**Data shown:**
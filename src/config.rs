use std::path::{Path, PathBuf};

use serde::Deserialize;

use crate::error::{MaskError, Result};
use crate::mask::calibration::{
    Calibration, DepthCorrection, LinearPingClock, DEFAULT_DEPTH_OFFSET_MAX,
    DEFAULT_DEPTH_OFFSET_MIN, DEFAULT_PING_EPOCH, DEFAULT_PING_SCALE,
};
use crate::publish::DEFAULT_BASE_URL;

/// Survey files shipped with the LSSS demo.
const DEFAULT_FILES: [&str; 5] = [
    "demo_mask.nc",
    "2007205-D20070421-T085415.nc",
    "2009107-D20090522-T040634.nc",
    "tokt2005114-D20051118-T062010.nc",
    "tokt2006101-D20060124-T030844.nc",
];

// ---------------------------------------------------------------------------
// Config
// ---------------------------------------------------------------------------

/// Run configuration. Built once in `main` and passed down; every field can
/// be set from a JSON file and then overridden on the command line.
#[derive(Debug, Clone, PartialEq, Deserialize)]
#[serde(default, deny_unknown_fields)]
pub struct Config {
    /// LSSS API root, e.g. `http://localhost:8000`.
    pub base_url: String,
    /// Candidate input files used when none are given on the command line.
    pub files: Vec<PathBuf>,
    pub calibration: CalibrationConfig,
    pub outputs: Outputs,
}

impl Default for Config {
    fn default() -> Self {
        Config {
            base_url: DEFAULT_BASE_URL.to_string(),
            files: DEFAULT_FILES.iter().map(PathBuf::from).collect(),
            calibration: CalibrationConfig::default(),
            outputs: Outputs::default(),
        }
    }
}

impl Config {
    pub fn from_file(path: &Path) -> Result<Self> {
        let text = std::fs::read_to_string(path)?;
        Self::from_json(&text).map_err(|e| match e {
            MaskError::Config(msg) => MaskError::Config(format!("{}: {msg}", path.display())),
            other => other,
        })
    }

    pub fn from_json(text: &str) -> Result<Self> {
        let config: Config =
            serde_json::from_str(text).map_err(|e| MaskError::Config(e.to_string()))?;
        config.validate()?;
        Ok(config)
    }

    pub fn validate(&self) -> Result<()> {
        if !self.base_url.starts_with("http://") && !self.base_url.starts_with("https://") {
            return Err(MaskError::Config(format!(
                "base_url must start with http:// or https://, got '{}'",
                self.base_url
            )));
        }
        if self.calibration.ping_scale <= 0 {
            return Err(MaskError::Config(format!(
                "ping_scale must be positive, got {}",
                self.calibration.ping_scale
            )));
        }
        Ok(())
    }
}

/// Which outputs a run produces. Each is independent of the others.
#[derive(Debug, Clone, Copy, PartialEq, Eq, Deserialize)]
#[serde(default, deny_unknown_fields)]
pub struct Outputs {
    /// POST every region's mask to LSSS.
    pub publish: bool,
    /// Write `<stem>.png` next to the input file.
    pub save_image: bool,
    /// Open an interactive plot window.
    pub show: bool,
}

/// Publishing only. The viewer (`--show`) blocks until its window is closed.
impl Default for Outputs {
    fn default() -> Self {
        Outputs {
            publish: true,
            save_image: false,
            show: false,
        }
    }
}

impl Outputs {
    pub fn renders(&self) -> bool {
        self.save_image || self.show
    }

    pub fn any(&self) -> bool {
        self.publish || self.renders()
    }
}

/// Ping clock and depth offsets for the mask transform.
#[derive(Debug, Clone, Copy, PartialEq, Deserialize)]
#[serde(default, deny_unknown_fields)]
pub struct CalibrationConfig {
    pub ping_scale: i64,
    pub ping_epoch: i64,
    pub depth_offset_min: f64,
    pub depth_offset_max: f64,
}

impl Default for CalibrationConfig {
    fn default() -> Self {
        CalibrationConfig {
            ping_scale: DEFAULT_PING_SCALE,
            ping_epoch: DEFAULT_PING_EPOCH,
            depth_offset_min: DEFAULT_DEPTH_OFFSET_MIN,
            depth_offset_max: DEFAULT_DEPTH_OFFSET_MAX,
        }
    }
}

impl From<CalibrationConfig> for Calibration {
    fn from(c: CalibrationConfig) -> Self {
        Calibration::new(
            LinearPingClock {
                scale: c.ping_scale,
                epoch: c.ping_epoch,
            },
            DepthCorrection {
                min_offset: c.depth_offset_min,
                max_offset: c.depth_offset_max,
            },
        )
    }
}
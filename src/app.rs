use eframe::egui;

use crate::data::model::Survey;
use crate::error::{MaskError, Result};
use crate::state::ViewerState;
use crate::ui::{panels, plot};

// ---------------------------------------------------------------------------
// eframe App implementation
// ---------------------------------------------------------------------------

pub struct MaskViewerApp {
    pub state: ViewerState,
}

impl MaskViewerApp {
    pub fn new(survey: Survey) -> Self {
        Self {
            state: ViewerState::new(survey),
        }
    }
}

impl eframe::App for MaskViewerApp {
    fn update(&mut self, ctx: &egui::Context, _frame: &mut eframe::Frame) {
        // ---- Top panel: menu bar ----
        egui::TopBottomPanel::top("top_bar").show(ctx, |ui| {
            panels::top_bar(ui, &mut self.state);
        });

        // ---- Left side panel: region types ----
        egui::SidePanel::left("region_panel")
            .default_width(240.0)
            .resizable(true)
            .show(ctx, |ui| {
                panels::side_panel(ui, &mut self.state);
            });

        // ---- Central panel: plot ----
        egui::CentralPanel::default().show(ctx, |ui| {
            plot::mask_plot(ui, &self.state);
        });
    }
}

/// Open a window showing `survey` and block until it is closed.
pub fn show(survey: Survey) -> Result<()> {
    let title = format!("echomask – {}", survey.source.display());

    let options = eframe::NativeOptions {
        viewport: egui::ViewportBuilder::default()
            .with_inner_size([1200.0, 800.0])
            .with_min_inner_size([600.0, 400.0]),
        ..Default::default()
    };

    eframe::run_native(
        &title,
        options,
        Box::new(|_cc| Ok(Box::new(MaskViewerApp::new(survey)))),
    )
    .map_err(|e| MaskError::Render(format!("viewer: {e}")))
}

**What is being asked:**
Take the entries above and write them out again unchanged.

**Exercise answer:**
filename src/config.rs
use std::path::{Path, PathBuf};

use serde::Deserialize;

use crate::error::{MaskError, Result};
use crate::mask::calibration::{
    Calibration, DepthCorrection, LinearPingClock, DEFAULT_DEPTH_OFFSET_MAX,
    DEFAULT_DEPTH_OFFSET_MIN, DEFAULT_PING_EPOCH, DEFAULT_PING_SCALE,
};
use crate::publish::DEFAULT_BASE_URL;

/// Survey files shipped with the LSSS demo.
const DEFAULT_FILES: [&str; 5] = [
    "demo_mask.nc",
    "2007205-D20070421-T085415.nc",
    "2009107-D20090522-T040634.nc",
    "tokt2005114-D20051118-T062010.nc",
    "tokt2006101-D20060124-T030844.nc",
];

// ---------------------------------------------------------------------------
// Config
// ---------------------------------------------------------------------------

/// Run configuration. Built once in `main` and passed down; every field can
/// be set from a JSON file and then overridden on the command line.
#[derive(Debug, Clone, PartialEq, Deserialize)]
#[serde(default, deny_unknown_fields)]
pub struct Config {
    /// LSSS API root, e.g. `http://localhost:8000`.
    pub base_url: String,
    /// Candidate input files used when none are given on the command line.
    pub files: Vec<PathBuf>,
    pub calibration: CalibrationConfig,
    pub outputs: Outputs,
}

impl Default for Config {
    fn default() -> Self {
        Config {
            base_url: DEFAULT_BASE_URL.to_string(),
            files: DEFAULT_FILES.iter().map(PathBuf::from).collect(),
            calibration: CalibrationConfig::default(),
            outputs: Outputs::default(),
        }
    }
}

impl Config {
    pub fn from_file(path: &Path) -> Result<Self> {
        let text = std::fs::read_to_string(path)?;
        Self::from_json(&text).map_err(|e| match e {
            MaskError::Config(msg) => MaskError::Config(format!("{}: {msg}", path.display())),
            other => other,
        })
    }

    pub fn from_json(text: &str) -> Result<Self> {
        let config: Config =
            serde_json::from_str(text).map_err(|e| MaskError::Config(e.to_string()))?;
        config.validate()?;
        Ok(config)
    }

    pub fn validate(&self) -> Result<()> {
        if !self.base_url.starts_with("http://") && !self.base_url.starts_with("https://") {
            return Err(MaskError::Config(format!(
                "base_url must start with http:// or https://, got '{}'",
                self.base_url
            )));
        }
        if self.calibration.ping_scale <= 0 {
            return Err(MaskError::Config(format!(
                "ping_scale must be positive, got {}",
                self.calibration.ping_scale
            )));
        }
        Ok(())
    }
}

/// Which outputs a run produces. Each is independent of the others.
#[derive(Debug, Clone, Copy, PartialEq, Eq, Deserialize)]
#[serde(default, deny_unknown_fields)]
pub struct Outputs {
    /// POST every region's mask to LSSS.
    pub publish: bool,
    /// Write `<stem>.png` next to the input file.
    pub save_image: bool,
    /// Open an interactive plot window.
    pub show: bool,
}

/// Publishing only. The viewer (`--show`) blocks until its window is closed.
impl Default for Outputs {
    fn default() -> Self {
        Outputs {
            publish: true,
            save_image: false,
            show: false,
        }
    }
}

impl Outputs {
    pub fn renders(&self) -> bool {
        self.save_image || self.show
    }

    pub fn any(&self) -> bool {
        self.publish || self.renders()
    }
}

/// Ping clock and depth offsets for the mask transform.
#[derive(Debug, Clone, Copy, PartialEq, Deserialize)]
#[serde(default, deny_unknown_fields)]
pub struct CalibrationConfig {
    pub ping_scale: i64,
    pub ping_epoch: i64,
    pub depth_offset_min: f64,
    pub depth_offset_max: f64,
}

impl Default for CalibrationConfig {
    fn default() -> Self {
        CalibrationConfig {
            ping_scale: DEFAULT_PING_SCALE,
            ping_epoch: DEFAULT_PING_EPOCH,
            depth_offset_min: DEFAULT_DEPTH_OFFSET_MIN,
            depth_offset_max: DEFAULT_DEPTH_OFFSET_MAX,
        }
    }
}

impl From<CalibrationConfig> for Calibration {
    fn from(c: CalibrationConfig) -> Self {
        Calibration::new(
            LinearPingClock {
                scale: c.ping_scale,
                epoch: c.ping_epoch,
            },
            DepthCorrection {
                min_offset: c.depth_offset_min,
                max_offset: c.depth_offset_max,
            },
        )
    }
}
filename src/app.rs
use eframe::egui;

use crate::data::model::Survey;
use crate::error::{MaskError, Result};
use crate::state::ViewerState;
use crate::ui::{panels, plot};

// ---------------------------------------------------------------------------
// eframe App implementation
// ---------------------------------------------------------------------------

pub struct MaskViewerApp {
    pub state: ViewerState,
}

impl MaskViewerApp {
    pub fn new(survey: Survey) -> Self {
        Self {
            state: ViewerState::new(survey),
        }
    }
}

impl eframe::App for MaskViewerApp {
    fn update(&mut self, ctx: &egui::Context, _frame: &mut eframe::Frame) {
        // ---- Top panel: menu bar ----
        egui::TopBottomPanel::top("top_bar").show(ctx, |ui| {
            panels::top_bar(ui, &mut self.state);
        });

        // ---- Left side panel: region types ----
        egui::SidePanel::left("region_panel")
            .default_width(240.0)
            .resizable(true)
            .show(ctx, |ui| {
                panels::side_panel(ui, &mut self.state);
            });

        // ---- Central panel: plot ----
        egui::CentralPanel::default().show(ctx, |ui| {
            plot::mask_plot(ui, &self.state);
        });
    }
}

/// Open a window showing `survey` and block until it is closed.
pub fn show(survey: Survey) -> Result<()> {
    let title = format!("echomask – {}", survey.source.display());

    let options = eframe::NativeOptions {
        viewport: egui::ViewportBuilder::default()
            .with_inner_size([1200.0, 800.0])
            .with_min_inner_size([600.0, 400.0]),
        ..Default::default()
    };

    eframe::run_native(
        &title,
        options,
        Box::new(|_cc| Ok(Box::new(MaskViewerApp::new(survey)))),
    )
    .map_err(|e| MaskError::Render(format!("viewer: {e}")))
}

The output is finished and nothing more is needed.